O ministro de Minas e Energia, Rodolpho Tourinho, admitiu ontem, durante cerimônia em comemoração aos 135 anos da Batalha Naval do Riachuelo, que o governo federal fará um novo reajuste nos preços dos combustíveis. Ele salientou, entretanto, que esse aumento ‘‘não necessariamente’’ será autorizado em julho e que o percentual do ainda não está definido. Eles vão depender do comportamento da taxa de câmbio e dos preços no mercado internacional. ‘‘Só muito perto é que vamos decidir’’, afirmou o ministro.

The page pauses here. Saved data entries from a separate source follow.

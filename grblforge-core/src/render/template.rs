//! The versioned PlatformIO template asset.
//!
//! - `default_template()` - the template compiled into the binary
//! - `load_template(path)` - a template from a file path
//!
//! Slots are written `{{name}}`. Anything else, including PlatformIO's own
//! `${section.key}` interpolations, is copied through untouched.

use std::collections::BTreeMap;
use std::path::Path;

use serde::Deserialize;

use crate::error::{ForgeError, Result};
use crate::profile::SymbolMap;

/// Default template embedded in the binary, from `config/platformio_template.toml`.
const DEFAULT_TEMPLATE: &str = include_str!("../../config/platformio_template.toml");

/// Slots the `header` text may use.
pub const HEADER_SLOTS: &[&str] = &["default_envs", "build_date"];

/// Slots the `environment` text may use.
pub const ENVIRONMENT_SLOTS: &[&str] = &[
    "display_name",
    "env_name",
    "board",
    "upload_protocol",
    "ldscript",
    "prog_version",
    "include_flags",
    "define_flags",
    "lib_deps",
];

/// INI boilerplate, baseline defines and board table.
#[derive(Debug, Clone, Deserialize)]
pub struct BuildTemplate {
    pub version: u32,
    /// Board symbol used when a machine names none.
    pub default_board: String,
    /// Rendered once at the top of the document.
    pub header: String,
    /// Rendered once per environment.
    pub environment: String,
    #[serde(default)]
    pub include_flags: Vec<String>,
    #[serde(default)]
    pub lib_deps: Vec<String>,
    /// System defines, lowest precedence.
    #[serde(default)]
    pub baseline: SymbolMap,
    #[serde(default)]
    pub boards: BTreeMap<String, BoardSpec>,
}

/// Platform constants for one controller board.
#[derive(Debug, Clone, PartialEq, Deserialize)]
pub struct BoardSpec {
    /// Driver environment name, e.g. `slb_ext`.
    pub env_name: String,
    pub board: String,
    pub ldscript: String,
    #[serde(default = "default_upload_protocol")]
    pub upload_protocol: String,
    /// Board defines, layered just above the baseline.
    #[serde(default)]
    pub defines: SymbolMap,
}

fn default_upload_protocol() -> String {
    "dfu".to_string()
}

impl BuildTemplate {
    pub fn board(&self, symbol: &str) -> Option<&BoardSpec> {
        self.boards.get(symbol)
    }

    /// Reject slot names the renderer does not know.
    fn check_slots(&self) -> Result<()> {
        for (part, text, allowed) in [
            ("header", &self.header, HEADER_SLOTS),
            ("environment", &self.environment, ENVIRONMENT_SLOTS),
        ] {
            for slot in slot_names(text)? {
                if !allowed.contains(&slot) {
                    return Err(ForgeError::Template(format!(
                        "unknown slot {{{{{}}}}} in {} text",
                        slot, part
                    )));
                }
            }
        }
        Ok(())
    }
}

/// Load a template from a TOML file.
pub fn load_template(path: &Path) -> Result<BuildTemplate> {
    if !path.is_file() {
        return Err(ForgeError::MissingFile {
            path: path.to_path_buf(),
        });
    }
    let content = std::fs::read_to_string(path).map_err(|e| ForgeError::io(path, e))?;
    parse_template(&content)
        .map_err(|e| ForgeError::Template(format!("{}: {}", path.display(), e)))
}

/// Parse and validate a template from TOML text.
pub fn parse_template(content: &str) -> Result<BuildTemplate> {
    let template: BuildTemplate =
        toml::from_str(content).map_err(|e| ForgeError::Template(e.to_string()))?;
    template.check_slots()?;
    Ok(template)
}

/// Get the template embedded in the binary.
///
/// # Panics
/// Panics if the embedded TOML is invalid (a build-time bug).
pub fn default_template() -> BuildTemplate {
    parse_template(DEFAULT_TEMPLATE).expect("embedded platformio_template.toml must be valid")
}

/// Slot names in order of appearance.
fn slot_names(text: &str) -> Result<Vec<&str>> {
    let mut names = Vec::new();
    let mut rest = text;
    while let Some(start) = rest.find("{{") {
        let after = &rest[start + 2..];
        let end = after
            .find("}}")
            .ok_or_else(|| ForgeError::Template("unterminated {{ slot".to_string()))?;
        names.push(after[..end].trim());
        rest = &after[end + 2..];
    }
    Ok(names)
}

/// Substitute every `{{slot}}` in `text`. A slot with no value is an error.
pub fn fill_slots(text: &str, values: &[(&str, &str)]) -> Result<String> {
    let mut out = String::with_capacity(text.len());
    let mut rest = text;
    while let Some(start) = rest.find("{{") {
        out.push_str(&rest[..start]);
        let after = &rest[start + 2..];
        let end = after
            .find("}}")
            .ok_or_else(|| ForgeError::Template("unterminated {{ slot".to_string()))?;
        let name = after[..end].trim();
        let value = values
            .iter()
            .find(|(slot, _)| *slot == name)
            .map(|(_, value)| *value)
            .ok_or_else(|| ForgeError::Template(format!("no value for slot {{{{{}}}}}", name)))?;
        out.push_str(value);
        rest = &after[end + 2..];
    }
    out.push_str(rest);
    Ok(out)
}
use std::path::Path;
use std::thread;
use std::time::Duration;

use archview::config::CanvasConfig;
use archview::diagrams::{self, DIAGRAM_TABS};
use archview::export::LayoutExporter;
use archview::ir::Position;
use archview::layout::{EngineKind, RankedEngine};
use archview::render::render_svg;
use archview::resolve::{PositionResolver, PositionSource};
use archview::saved_layout::{DirectorySource, NoSource};
use archview::shell::Shell;
use archview::theme::Theme;
use archview::{RenderOptions, prepare, render_with_options};

const DELAY: Duration = Duration::from_millis(100);

fn assert_valid_svg(svg: &str, tab: &str) {
    assert!(svg.contains("<svg"), "{tab}: missing <svg tag");
    assert!(svg.ends_with("</svg>"), "{tab}: missing </svg tag");
}

fn write(dir: &Path, name: &str, contents: &str) {
    std::fs::write(dir.join(format!("{name}.json")), contents).expect("write saved layout");
}

#[test]
fn renders_every_tab_with_both_engines() {
    for engine in [EngineKind::Dagre, EngineKind::Ranked] {
        let options = RenderOptions {
            engine,
            ..RenderOptions::default()
        };
        for tab in DIAGRAM_TABS {
            let svg = render_with_options(tab.id, &NoSource, &options).expect("rendered");
            assert_valid_svg(&svg, tab.id);
        }
    }
}

#[test]
fn saved_layouts_on_disk_override_positions() {
    let dir = tempfile::tempdir().expect("tempdir");
    write(
        dir.path(),
        "messageFlow",
        r#"{"nodes":[{"id":"seed","position":{"x":-40,"y":12.5}}],"edges":[]}"#,
    );
    write(
        dir.path(),
        "kubernetesInfra",
        r#"[{"id":"ingress","position":{"x":7,"y":8}}]"#,
    );
    write(dir.path(), "systemOverview", "{ this is not json");
    let source = DirectorySource::new(dir.path());

    let flow = prepare("message-flow", &source, EngineKind::Ranked, DELAY).expect("prepared");
    assert_eq!(flow.resolved.position("seed"), Some(Position::new(-40.0, 12.5)));
    let auto_nodes = flow
        .resolved
        .nodes
        .iter()
        .filter(|node| node.source == PositionSource::Auto)
        .count();
    assert_eq!(auto_nodes, flow.resolved.nodes.len() - 1);

    let infra = prepare("kubernetes", &source, EngineKind::Ranked, DELAY).expect("prepared");
    assert_eq!(infra.resolved.position("ingress"), Some(Position::new(7.0, 8.0)));

    let broken = prepare("overview", &source, EngineKind::Ranked, DELAY).expect("prepared");
    let absent = prepare("overview", &NoSource, EngineKind::Ranked, DELAY).expect("prepared");
    assert_eq!(broken.resolved.positions(), absent.resolved.positions());
}

#[test]
fn exported_layout_is_picked_up_on_next_activation() {
    let dir = tempfile::tempdir().expect("tempdir");
    let mut first = prepare("overview", &NoSource, EngineKind::Ranked, DELAY).expect("prepared");
    first.canvas.drag_node("zephyr", 30.0, 60.0).expect("drag");
    let dragged = first.canvas.nodes().to_vec();

    let exporter = LayoutExporter::new(true, dir.path(), dir.path());
    let path = exporter
        .export(&first.canvas, "systemOverview")
        .expect("export")
        .expect("enabled");
    assert!(path.ends_with("systemOverview.json"));

    let source = DirectorySource::new(dir.path());
    let second = prepare("overview", &source, EngineKind::Dagre, DELAY).expect("prepared");
    for node in dragged {
        assert_eq!(second.resolved.position(&node.node.id), Some(node.position));
    }
    assert!(
        second
            .resolved
            .nodes
            .iter()
            .all(|node| node.source == PositionSource::Override)
    );
}

#[test]
fn slow_resolution_for_an_old_tab_is_discarded() {
    let mut shell = Shell::new(DELAY);
    let first = shell.activate("kubernetes");
    let second = shell.activate("correlation");

    let slow = thread::spawn(move || {
        thread::sleep(Duration::from_millis(20));
        PositionResolver::new(&NoSource, &RankedEngine).resolve(first.diagram)
    });
    let fast = thread::spawn(move || PositionResolver::new(&NoSource, &RankedEngine).resolve(second.diagram));

    let now = Duration::from_secs(2);
    let fast = fast.join().expect("fast resolution");
    assert!(shell.complete(second, fast, now));
    let slow = slow.join().expect("slow resolution");
    assert!(!shell.complete(first, slow, now));

    assert_eq!(shell.view().expect("view").tab, "correlation");
    assert!(shell.tick(now + DELAY));
}

#[test]
fn unknown_tab_renders_overview() {
    let prepared = prepare("does-not-exist", &NoSource, EngineKind::Ranked, DELAY).expect("prepared");
    assert_eq!(prepared.canvas.layout_name, "systemOverview");
    let svg = render_svg(&prepared.canvas, &Theme::light(), &CanvasConfig::default(), Duration::ZERO);
    assert!(svg.contains("data-diagram=\"systemOverview\""));
    assert_eq!(diagrams::find_or_default("does-not-exist").id, "overview");
}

O aumento dos combustíveis é um dos itens que deverão pressionar os índices de inflação no segundo semestre . Nas duas últimas atas das reuniões do Comitê de Política Monetária (Copom), feitas mensalmente para a fixação das taxas de juros básicas, o BC deixou claro que o aumento de tarifas, entre elas os combustíveis, forçarão a inflação para cima. Em entrevista, o presidente do Banco Central, Armínio Fraga, confirmou essa pressão e disse que a inflação do segundo semestre será superior aos índices dos primeiros seis meses do ano por causa do reajuste das tarifas.
Na última sexta-feira, em uma teleconferência promovida pela Agência Estado, o diretor de Política Econômica do BC, Sérgio Werlang, confirmou que o governo terá de fazer o reajuste. E explicou que o aumento é necessário por causa da Parcela de Preços Específicas (PPE), também chamada de conta-petróleo (diferença entre o preço do petróleo no exterior e as tarifas cobradas internamente). No início do ano, o governo projetou um superávit de R$ 3,5 bilhões desta conta. Até agora, no entanto, com o aumento dos preços do petróleo, há déficit. Segundo Werlang, o reajuste é necessário para garantir a receita.